When the three newly arrived major generals disembarked from Cerberus and came to Province House, they found His Excellency Lt. Gen. Thomas Gage busy with another urgent matter. Courtesy of his secret spy network, Gage had learned that the rebels were planning to sneak onto nearby Noddle’s Island that night and destroy or carry off all the livestock thereon, “for no reason but because the owner having sold them for the Kings Use”. This owner was Henry Howell Williams, and though he was a dedicated Whig whom Admiral Graves called “a notorious Rebel”, he was also a merchant, and the lure of profit habitually enticed him to sell his diverse livestock and poultry to outbound British vessels.

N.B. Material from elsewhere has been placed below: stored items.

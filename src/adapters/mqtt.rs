//! MQTT adapter — command ingestion and telemetry publishing.
//!
//! Implements [`EventSink`] by translating domain events into telemetry
//! publishes, and feeds every message received on a command topic into the
//! shared [`EventQueue`] as a raw [`InboundMessage`]. Parsing happens in
//! the service, on the wake-loop thread.
//!
//! ## cfg gating
//!
//! - **`target_os = "espidf"`**: `EspMqttClient` with a receive thread.
//! - **all other targets**: records every publish and lets tests inject
//!   inbound messages.

use core::fmt::Write;
use std::sync::Arc;

use log::{info, warn};

use crate::app::events::{AppEvent, TelemetryData};
use crate::app::ports::EventSink;
use crate::config::{NUMBER_OF_PUMPS, SystemConfig};
use crate::error::CommsError;
use crate::events::{Event, EventQueue, InboundMessage};
use crate::schedule::Projection;
use crate::topics::{self, Topic};

#[cfg(target_os = "espidf")]
use core::sync::atomic::{AtomicBool, Ordering};
#[cfg(target_os = "espidf")]
use esp_idf_svc::mqtt::client::{
    Details, EspMqttClient, EventPayload, MqttClientConfiguration, QoS,
};

/// Payload text of one telemetry value.
pub type Payload = heapless::String<16>;

/// Most publishes a single event turns into (full telemetry snapshot).
pub const MAX_OUTBOUND: usize = 4 + 2 * NUMBER_OF_PUMPS;

/// How long `connect` waits for the broker's CONNACK.
#[cfg(target_os = "espidf")]
const CONNECT_TIMEOUT_MS: u32 = 5_000;

#[derive(Debug, Clone, PartialEq, Eq)]
pub struct Outbound {
    pub topic: Topic,
    pub payload: Payload,
}

// ───────────────────────────────────────────────────────────────
// Event → publish translation
// ───────────────────────────────────────────────────────────────

fn outbound(topic: Topic, value: impl core::fmt::Display) -> Outbound {
    let mut payload = Payload::new();
    let _ = write!(payload, "{}", value);
    Outbound { topic, payload }
}

/// Days as an integer, `-1` when the water never runs out.
fn days_left_value(p: Projection) -> i64 {
    match p {
        Projection::Days(d) => i64::from(d),
        Projection::Indefinite => -1,
    }
}

fn telemetry_messages(
    config: &SystemConfig,
    t: &TelemetryData,
    out: &mut heapless::Vec<Outbound, MAX_OUTBOUND>,
) {
    let battery = outbound(
        topics::device_topic(config, topics::TELEM_BATTERY),
        format_args!("{:.2}", t.battery_volts),
    );
    let _ = out.push(battery);
    let _ = out.push(outbound(
        topics::device_topic(config, topics::TELEM_WATER),
        t.remaining_ml,
    ));
    let _ = out.push(outbound(
        topics::device_topic(config, topics::TELEM_CONTAINER),
        t.container_size_category,
    ));
    let _ = out.push(outbound(
        topics::device_topic(config, topics::TELEM_DAYS_LEFT),
        days_left_value(t.days_left),
    ));
    for (index, pump) in t.pumps.iter().enumerate() {
        let _ = out.push(outbound(
            topics::pump_topic(config, index, topics::TELEM_FREQUENCY),
            pump.frequency_category,
        ));
        let _ = out.push(outbound(
            topics::pump_topic(config, index, topics::TELEM_WAIT),
            pump.hours_until_due,
        ));
    }
}

/// The publishes an event maps to. Most events publish nothing.
pub fn outbound_messages(
    config: &SystemConfig,
    event: &AppEvent,
) -> heapless::Vec<Outbound, MAX_OUTBOUND> {
    let mut out = heapless::Vec::new();
    match event {
        AppEvent::Telemetry(t) => telemetry_messages(config, t, &mut out),
        AppEvent::WaterLevel { remaining_ml } | AppEvent::WaterEmpty { remaining_ml } => {
            let _ = out.push(outbound(
                topics::device_topic(config, topics::TELEM_WATER),
                remaining_ml,
            ));
        }
        _ => {}
    }
    out
}

/// Queue a received message for the wake loop.
fn ingest(queue: &EventQueue, topic: &str, payload: &[u8]) -> bool {
    match InboundMessage::new(topic, payload) {
        Some(msg) => queue.push(Event::Message(msg)),
        None => {
            warn!("MQTT: dropping message on over-long topic '{}'", topic);
            false
        }
    }
}

// ───────────────────────────────────────────────────────────────
// Adapter (ESP-IDF)
// ───────────────────────────────────────────────────────────────

#[cfg(target_os = "espidf")]
pub struct MqttAdapter {
    client: EspMqttClient<'static>,
    config: SystemConfig,
    connected: Arc<AtomicBool>,
}

#[cfg(target_os = "espidf")]
impl MqttAdapter {
    /// Connect, start the receive thread and subscribe to every command
    /// topic. Retained commands arrive right after subscribing.
    pub fn connect(config: &SystemConfig, queue: Arc<EventQueue>) -> Result<Self, CommsError> {
        let net = &config.network;
        let conf = MqttClientConfiguration {
            client_id: Some(config.device_id.as_str()),
            username: (!net.mqtt_user.is_empty()).then_some(net.mqtt_user.as_str()),
            password: (!net.mqtt_password.is_empty()).then_some(net.mqtt_password.as_str()),
            ..Default::default()
        };

        let (client, mut conn) = EspMqttClient::new(net.mqtt_url.as_str(), &conf).map_err(|e| {
            warn!("MQTT: client init failed: {:?}", e);
            CommsError::MqttConnectFailed
        })?;

        let connected = Arc::new(AtomicBool::new(false));
        let rx_connected = Arc::clone(&connected);
        std::thread::Builder::new()
            .name("mqtt-rx".into())
            .stack_size(6 * 1024)
            .spawn(move || {
                while let Ok(event) = conn.next() {
                    match event.payload() {
                        EventPayload::Connected(_) => {
                            rx_connected.store(true, Ordering::Release);
                        }
                        EventPayload::Disconnected => {
                            rx_connected.store(false, Ordering::Release);
                        }
                        EventPayload::Received {
                            topic: Some(topic),
                            data,
                            details: Details::Complete,
                            ..
                        } => {
                            ingest(&queue, topic, data);
                        }
                        _ => {}
                    }
                }
                info!("MQTT: receive loop ended");
            })
            .map_err(|_| CommsError::MqttConnectFailed)?;

        let mut waited = 0;
        while !connected.load(Ordering::Acquire) {
            if waited >= CONNECT_TIMEOUT_MS {
                warn!("MQTT: no CONNACK from '{}' after {}ms", net.mqtt_url, waited);
                return Err(CommsError::MqttConnectFailed);
            }
            esp_idf_hal::delay::FreeRtos::delay_ms(50);
            waited += 50;
        }

        let mut adapter = Self {
            client,
            config: config.clone(),
            connected,
        };
        for topic in topics::subscriptions(config) {
            if let Err(e) = adapter.client.subscribe(topic.as_str(), QoS::AtMostOnce) {
                warn!("MQTT: subscribe '{}' failed: {:?}", topic, e);
            }
        }
        info!("MQTT: connected to '{}'", net.mqtt_url);
        Ok(adapter)
    }

    pub fn is_connected(&self) -> bool {
        self.connected.load(Ordering::Acquire)
    }

    fn publish(&mut self, msg: &Outbound) -> Result<(), CommsError> {
        self.client
            .enqueue(msg.topic.as_str(), QoS::AtLeastOnce, true, msg.payload.as_bytes())
            .map(|_| ())
            .map_err(|_| CommsError::MqttPublishFailed)
    }
}

// ───────────────────────────────────────────────────────────────
// Adapter (simulation)
// ───────────────────────────────────────────────────────────────

#[cfg(not(target_os = "espidf"))]
pub struct MqttAdapter {
    config: SystemConfig,
    queue: Arc<EventQueue>,
    published: Vec<Outbound>,
}

#[cfg(not(target_os = "espidf"))]
impl MqttAdapter {
    pub fn connect(config: &SystemConfig, queue: Arc<EventQueue>) -> Result<Self, CommsError> {
        if !config.network.mqtt_enabled() {
            return Err(CommsError::MqttConnectFailed);
        }
        info!(
            "MQTT(sim): connected, {} subscription(s)",
            topics::subscriptions(config).len()
        );
        Ok(Self {
            config: config.clone(),
            queue,
            published: Vec::new(),
        })
    }

    pub fn is_connected(&self) -> bool {
        true
    }

    /// Inject a message as if the broker had delivered it.
    pub fn sim_deliver(&self, topic: &str, payload: &[u8]) -> bool {
        ingest(&self.queue, topic, payload)
    }

    pub fn published(&self) -> &[Outbound] {
        &self.published
    }

    fn publish(&mut self, msg: &Outbound) -> Result<(), CommsError> {
        info!("MQTT(sim): {} = {}", msg.topic, msg.payload);
        self.published.push(msg.clone());
        Ok(())
    }
}

impl EventSink for MqttAdapter {
    fn emit(&mut self, event: &AppEvent) {
        if !self.is_connected() {
            return;
        }
        for msg in outbound_messages(&self.config, event) {
            if let Err(e) = self.publish(&msg) {
                warn!("MQTT: publish '{}' failed: {}", msg.topic, e);
            }
        }
    }
}

// ───────────────────────────────────────────────────────────────
// Tests
// ───────────────────────────────────────────────────────────────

Since the Grape Island affair, Gage had been worried about access to the few remaining friendly farms on the various harbor islands and, on May 25 1775, had successfully raided nearby Long Island for additional hay. The Americans meanwhile had turned their attention to the abundant stocks on Noddle’s Island and adjacent Hog Island, which they feared could feed the British for some time and thus negate their Siege of Boston.

In fact, the Americans had been pondering the removal of those livestock for a month. On May 14, the Committee of Safety had advised the selectmen of the coastal towns to consider removing the stock from those islands. When the towns did nothing even in the wake of the raid on Grape Island, the Committee of Safety resolved on May 24 to press the Provincial Congress to immediately clear those islands. It was this resolution that was transmitted to Gage through his spy network by early May 25, perhaps passed by word of mouth via Dr. Church’s go-between when they delivered Church’s latest intelligence. In response, Gage wrote a hasty letter to Admiral Graves, urging the naval commander to order his “guard boats to be particularly Attentive, and to take such Other Measures as you may think Necessary for this night”.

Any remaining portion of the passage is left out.